DIRECTIONS FOR THIS TASK:
Across the data below, state how many lines hold "reached", and reply with nothing but that number.

DATA:
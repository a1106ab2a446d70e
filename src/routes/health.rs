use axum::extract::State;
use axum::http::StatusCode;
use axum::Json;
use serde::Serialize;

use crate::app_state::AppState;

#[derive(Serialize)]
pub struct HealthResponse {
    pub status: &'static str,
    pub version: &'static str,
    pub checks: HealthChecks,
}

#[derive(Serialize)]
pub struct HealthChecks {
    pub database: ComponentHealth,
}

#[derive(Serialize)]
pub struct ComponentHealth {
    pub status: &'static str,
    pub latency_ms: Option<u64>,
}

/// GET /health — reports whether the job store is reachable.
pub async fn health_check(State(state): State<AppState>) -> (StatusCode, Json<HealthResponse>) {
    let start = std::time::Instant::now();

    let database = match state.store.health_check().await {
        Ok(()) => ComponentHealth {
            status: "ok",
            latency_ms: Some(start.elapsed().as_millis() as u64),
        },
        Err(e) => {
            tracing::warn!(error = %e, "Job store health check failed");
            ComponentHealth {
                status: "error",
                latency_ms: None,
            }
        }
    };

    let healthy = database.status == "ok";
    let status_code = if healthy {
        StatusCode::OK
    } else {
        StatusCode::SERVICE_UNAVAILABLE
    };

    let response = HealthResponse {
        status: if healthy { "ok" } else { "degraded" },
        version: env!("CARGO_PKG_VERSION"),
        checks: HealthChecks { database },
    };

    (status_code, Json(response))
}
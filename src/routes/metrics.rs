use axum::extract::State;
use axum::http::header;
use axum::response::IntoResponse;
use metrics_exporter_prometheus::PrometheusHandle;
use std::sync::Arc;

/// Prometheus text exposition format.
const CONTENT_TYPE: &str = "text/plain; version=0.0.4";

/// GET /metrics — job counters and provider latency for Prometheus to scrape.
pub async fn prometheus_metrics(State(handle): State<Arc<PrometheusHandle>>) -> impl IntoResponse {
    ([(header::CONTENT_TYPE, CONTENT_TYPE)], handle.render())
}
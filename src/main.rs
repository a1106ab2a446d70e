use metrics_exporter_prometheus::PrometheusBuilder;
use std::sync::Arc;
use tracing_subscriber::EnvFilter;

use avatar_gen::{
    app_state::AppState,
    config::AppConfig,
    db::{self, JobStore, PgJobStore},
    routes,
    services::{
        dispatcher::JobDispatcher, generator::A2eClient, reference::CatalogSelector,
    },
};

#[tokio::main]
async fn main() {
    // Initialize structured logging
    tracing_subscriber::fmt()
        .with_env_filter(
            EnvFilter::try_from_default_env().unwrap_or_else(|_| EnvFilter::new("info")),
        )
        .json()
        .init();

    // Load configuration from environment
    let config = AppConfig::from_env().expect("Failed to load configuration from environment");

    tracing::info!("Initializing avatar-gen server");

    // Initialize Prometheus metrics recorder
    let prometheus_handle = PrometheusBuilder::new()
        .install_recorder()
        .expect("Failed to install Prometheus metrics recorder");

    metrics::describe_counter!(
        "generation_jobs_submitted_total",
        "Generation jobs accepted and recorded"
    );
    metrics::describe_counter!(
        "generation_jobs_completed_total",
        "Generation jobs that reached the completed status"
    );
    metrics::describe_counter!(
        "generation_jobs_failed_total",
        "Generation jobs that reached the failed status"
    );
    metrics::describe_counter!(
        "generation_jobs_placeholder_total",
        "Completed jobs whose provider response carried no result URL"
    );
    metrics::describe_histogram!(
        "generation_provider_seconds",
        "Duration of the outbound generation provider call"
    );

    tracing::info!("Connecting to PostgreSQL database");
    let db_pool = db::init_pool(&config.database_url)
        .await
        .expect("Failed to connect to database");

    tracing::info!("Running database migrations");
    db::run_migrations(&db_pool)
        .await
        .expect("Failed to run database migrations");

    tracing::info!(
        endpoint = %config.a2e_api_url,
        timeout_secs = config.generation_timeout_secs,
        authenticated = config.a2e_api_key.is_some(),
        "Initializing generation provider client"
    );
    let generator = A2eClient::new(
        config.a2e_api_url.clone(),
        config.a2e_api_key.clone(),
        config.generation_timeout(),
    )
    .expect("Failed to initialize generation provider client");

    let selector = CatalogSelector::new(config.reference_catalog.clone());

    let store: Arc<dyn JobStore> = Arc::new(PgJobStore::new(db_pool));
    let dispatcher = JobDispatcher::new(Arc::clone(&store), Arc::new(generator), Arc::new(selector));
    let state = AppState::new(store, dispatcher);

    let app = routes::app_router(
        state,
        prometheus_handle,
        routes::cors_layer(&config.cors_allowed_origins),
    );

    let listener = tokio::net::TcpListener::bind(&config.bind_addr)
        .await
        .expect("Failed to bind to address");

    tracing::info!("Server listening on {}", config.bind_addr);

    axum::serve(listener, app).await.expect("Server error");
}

---

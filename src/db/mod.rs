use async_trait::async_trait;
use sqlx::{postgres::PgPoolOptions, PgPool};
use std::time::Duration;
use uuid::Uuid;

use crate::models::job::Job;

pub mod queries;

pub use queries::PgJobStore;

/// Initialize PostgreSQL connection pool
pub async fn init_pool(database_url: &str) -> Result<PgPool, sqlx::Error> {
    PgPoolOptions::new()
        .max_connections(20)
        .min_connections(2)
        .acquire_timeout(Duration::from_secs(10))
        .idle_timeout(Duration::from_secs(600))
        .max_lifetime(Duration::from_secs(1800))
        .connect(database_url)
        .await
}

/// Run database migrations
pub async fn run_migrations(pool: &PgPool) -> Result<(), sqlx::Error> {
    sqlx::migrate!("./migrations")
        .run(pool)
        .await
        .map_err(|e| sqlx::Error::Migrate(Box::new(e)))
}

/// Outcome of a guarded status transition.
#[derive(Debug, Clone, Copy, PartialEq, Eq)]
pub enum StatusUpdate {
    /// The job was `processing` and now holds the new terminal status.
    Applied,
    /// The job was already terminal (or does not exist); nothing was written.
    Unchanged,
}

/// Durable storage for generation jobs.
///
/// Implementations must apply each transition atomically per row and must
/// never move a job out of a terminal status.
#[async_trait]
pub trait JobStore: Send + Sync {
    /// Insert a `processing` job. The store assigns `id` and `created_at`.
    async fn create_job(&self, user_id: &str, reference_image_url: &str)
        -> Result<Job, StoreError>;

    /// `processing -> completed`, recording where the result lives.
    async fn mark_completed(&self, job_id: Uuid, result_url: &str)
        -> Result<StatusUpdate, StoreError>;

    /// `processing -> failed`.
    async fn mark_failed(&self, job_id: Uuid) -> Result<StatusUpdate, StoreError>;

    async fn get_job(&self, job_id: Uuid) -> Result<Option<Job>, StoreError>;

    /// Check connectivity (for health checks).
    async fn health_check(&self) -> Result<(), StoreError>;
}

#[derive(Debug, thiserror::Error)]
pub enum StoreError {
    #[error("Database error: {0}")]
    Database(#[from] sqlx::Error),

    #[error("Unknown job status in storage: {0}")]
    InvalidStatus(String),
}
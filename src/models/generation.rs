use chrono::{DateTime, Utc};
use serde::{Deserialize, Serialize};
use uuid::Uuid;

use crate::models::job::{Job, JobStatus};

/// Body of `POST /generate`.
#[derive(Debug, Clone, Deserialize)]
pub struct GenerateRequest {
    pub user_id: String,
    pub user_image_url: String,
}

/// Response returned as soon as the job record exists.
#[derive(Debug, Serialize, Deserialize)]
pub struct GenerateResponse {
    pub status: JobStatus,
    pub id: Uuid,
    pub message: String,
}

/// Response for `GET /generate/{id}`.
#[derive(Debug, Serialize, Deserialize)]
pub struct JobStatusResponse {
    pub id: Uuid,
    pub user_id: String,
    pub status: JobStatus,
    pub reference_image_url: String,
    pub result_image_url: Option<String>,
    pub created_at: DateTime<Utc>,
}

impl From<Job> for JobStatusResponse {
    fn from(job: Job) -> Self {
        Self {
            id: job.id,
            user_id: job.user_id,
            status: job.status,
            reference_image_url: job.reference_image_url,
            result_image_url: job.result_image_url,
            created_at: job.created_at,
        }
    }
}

SOLUTION:
2